Here are some practical tools to help navigate conflict in your relationship:

  1. Use “I” Statements
    Focus on your own experience rather than accusing your partner. It helps to frame the discussion around how you have perceived the event to take place, and how it has made you feel, rather than using those actions or lack thereof to create broad statements about your partner’s character.
    → “I feel unappreciated when I do all the housework” vs. “You never help around here.”
  2. Listen to Understand, Not to Respond
    Sometimes we listen just enough to prepare our rebuttal, waiting for a slight slip where we can chime in, or a contradiction that we can use as a gotcha to defend ourselves. Instead, try to fully hear your partner’s perspective, even if you don’t agree with it. This is someone you care about, their feelings should be important. Hopefully, if they approach it the same way, you two can express your feelings around the issue at hand, rather than comment on each other’s character.
  3. Pause When Needed
    If things get too heated, take a short break. It’s okay to say, “I need a few minutes to calm down so I can be fully present.” If you feel yourself getting upset or agitated, take a step out. It doesn’t help either of you to have a productive conversation if the emotions rise and the conversation shifts to personal attacks and angry comments.
  4. Stay on Topic
    Don’t drag in old fights or unresolved baggage. Focus on the current issue instead of using it as ammo for everything that’s ever gone wrong. Treat each issue like it’s own discussion and bring in previous discussions only when specifically relevant. It may be helpful to bring up a previous discussion about this same topic that occurred recently to show that it is still something that upsets you, but not every time you’ve had an argument over the whole of your relationship.
  5. Assume Good Intentions
    Start from the belief that your partner isn’t out to hurt you, they may just be struggling to express themselves clearly.
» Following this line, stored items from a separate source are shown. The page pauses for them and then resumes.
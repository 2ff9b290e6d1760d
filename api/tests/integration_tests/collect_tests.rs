//! Integration tests for the on-demand trigger endpoint.
//!
//! Tests cover:
//! - Synchronous acknowledgement
//! - Error propagation to the requester
//! - All-or-nothing publication on failure

use axum::http::StatusCode;
use shared::chrono::{Duration, Utc};
use shared::models::CalculationSummary;

use super::common::{broken_app, get_text, post_empty, test_app};

#[tokio::test]
async fn test_trigger_returns_acknowledgement() {
    let (app, _store, _state) = test_app();

    let (status, response) = post_empty(app, "/collect-now").await;
    assert_eq!(status, StatusCode::OK);
    assert_eq!(response["status"], "collected");
}

#[tokio::test]
async fn test_trigger_failure_propagates_to_requester() {
    let (app, _state) = broken_app();

    let (status, response) = post_empty(app, "/collect-now").await;
    assert_eq!(status, StatusCode::INTERNAL_SERVER_ERROR);
    assert_eq!(response["error"], "collection_failed");
    assert!(response["message"].as_str().unwrap().contains("store offline"));
}

#[tokio::test]
async fn test_failed_pass_publishes_nothing() {
    let (app, _state) = broken_app();

    post_empty(app.clone(), "/collect-now").await;

    let (status, _, body) = get_text(app, "/metrics").await;
    assert_eq!(status, StatusCode::OK);
    assert!(!body.contains("user_type="));
    assert!(!body.contains("operation_type="));
    assert!(!body.contains("activity_type="));
}

#[tokio::test]
async fn test_repeated_triggers_overwrite_wholesale() {
    let (app, store, _state) = test_app();
    let now = Utc::now();

    store
        .insert_calculation(CalculationSummary::new(now - Duration::hours(2), 5, 2))
        .unwrap();
    post_empty(app.clone(), "/collect-now").await;

    store
        .insert_calculation(CalculationSummary::new(now - Duration::hours(1), 7, 1))
        .unwrap();
    post_empty(app.clone(), "/collect-now").await;

    // Second pass sees both rows; the gauge holds the new total, not a merge.
    let (_, _, body) = get_text(app, "/metrics").await;
    assert!(body.contains("calculator_calculations_total{user_type=\"authenticated\"} 12"));
    assert!(body.contains("calculator_calculations_total{user_type=\"guest\"} 3"));
}
//! Calcmon Shared Library
//!
//! This crate contains the types shared between the Calcmon monitoring
//! service and its tooling.
//!
//! # Modules
//!
//! - [`models`] - Row models for the event tables consumed by the collector
//! - [`storage`] - The `EventStore` trait and its implementations
//! - [`config`] - Collection interval and lookback window configuration
//!
//! # Example
//!
//! ```
//! use shared::models::{CalculationSummary, CalculationTotals};
//! use shared::chrono::Utc;
//!
//! let rows = vec![
//!     CalculationSummary::new(Utc::now(), 5, 2),
//!     CalculationSummary::new(Utc::now(), 7, 1),
//! ];
//!
//! let totals = CalculationTotals::from_summaries(&rows);
//! assert_eq!(totals.authenticated, 12);
//! assert_eq!(totals.guest, 3);
//! ```

#![deny(unsafe_code)]
#![warn(missing_docs)]
#![warn(clippy::all)]
#![warn(clippy::pedantic)]

pub mod config;
pub mod models;
pub mod storage;

/// Re-export common dependencies for convenience.
pub use chrono;
pub use serde;
pub use serde_json;
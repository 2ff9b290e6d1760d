//! Prometheus gauge registry.
//!
//! The collector publishes the reduced scalars of each aggregation pass into
//! these gauges; the scrape endpoint serializes the full snapshot. Gauge
//! children are created lazily on first observation of a label value and are
//! never removed, so a label that disappears from the lookback window keeps
//! its last published value until the process exits.

use anyhow::Result;
use prometheus::{Encoder, GaugeVec, Opts, Registry, TextEncoder};
use std::sync::Arc;

/// Centralized Prometheus metrics for the monitoring service.
///
/// All gauges follow the `calculator_*` naming of the upstream dashboards.
pub struct AppMetrics {
    /// Prometheus registry backing the scrape snapshot.
    registry: Registry,
    /// Calculations in the window, labeled by user type
    /// ("authenticated" / "guest").
    pub calculations_total: GaugeVec,
    /// Average operation duration in milliseconds, labeled by operation type.
    pub operation_avg_duration_ms: GaugeVec,
    /// Activity events in the window, labeled by activity type.
    pub user_activity_total: GaugeVec,
}

impl AppMetrics {
    /// Create and register all gauges.
    ///
    /// # Errors
    ///
    /// Returns an error if a metric cannot be constructed or registered
    /// (duplicate names within one registry).
    pub fn new() -> Result<Self> {
        let registry = Registry::new();

        let calculations_total = GaugeVec::new(
            Opts::new(
                "calculator_calculations_total",
                "Total number of calculations",
            ),
            &["user_type"],
        )?;

        let operation_avg_duration_ms = GaugeVec::new(
            Opts::new(
                "calculator_operation_avg_duration_ms",
                "Average operation duration in ms",
            ),
            &["operation_type"],
        )?;

        let user_activity_total = GaugeVec::new(
            Opts::new("calculator_user_activity_total", "User activity count"),
            &["activity_type"],
        )?;

        registry.register(Box::new(calculations_total.clone()))?;
        registry.register(Box::new(operation_avg_duration_ms.clone()))?;
        registry.register(Box::new(user_activity_total.clone()))?;

        Ok(Self {
            registry,
            calculations_total,
            operation_avg_duration_ms,
            user_activity_total,
        })
    }

    /// Create a new registry wrapped in an Arc.
    ///
    /// # Errors
    ///
    /// Returns an error if a metric cannot be constructed or registered.
    pub fn new_shared() -> Result<Arc<Self>> {
        Ok(Arc::new(Self::new()?))
    }

    /// Serialize the full current snapshot in the exposition text format.
    ///
    /// # Errors
    ///
    /// Returns an error if encoding fails.
    pub fn encode(&self) -> Result<String> {
        let encoder = TextEncoder::new();
        let metric_families = self.registry.gather();
        let mut buffer = Vec::new();
        encoder.encode(&metric_families, &mut buffer)?;
        Ok(String::from_utf8(buffer)?)
    }

    /// The content type of the exposition text format.
    #[must_use]
    pub fn content_type() -> &'static str {
        prometheus::TEXT_FORMAT
    }
}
There is a reason you are together and are trying to work through an issue when it arises, hopefully because you love each other, so going into a conversation with patients and assuming the best from someone you care about and know intimately will help both of you feel safe to share what you feel in the clearest way possible.
  6. Repair and Reconnect
    After a disagreement, check in: “Are we okay?” Physical affection, humour, or simply acknowledging the difficulty of the conversation can help rebuild the connection. In the same way, check if you’re ok. Sometimes after an emotional conversation you may need a little time away from your partner, which is ok too. Stepping back and collecting your thoughts alone is very helpful to many to help keep themselves protected from burnout.

The Deeper Opportunity

Handled well, conflict reveals your partner’s inner world, their fears, needs, boundaries, and values. It gives you the chance to say: “I see you. I hear you. I care enough to show up, even when it’s hard.”

Every relationship has moments of friction. The question is whether you’ll let those moments drive you apart or use them to grow closer.

Conflict doesn’t break relationships; disconnection does.

If you find yourself in recurring arguments or walking on eggshells to keep the peace, consider this: the goal of a relationship isn’t to avoid discomfort, it’s to build a bond strong enough to hold it.

Learning to navigate conflict with compassion and courage can turn your relationship into a place of mutual growth rather than silent suffering.

So the next time you and your partner clash, pause and ask: What are we really trying to say to each other? Then lean in, not out.

Because real love doesn’t hide from conflict. It grows through it.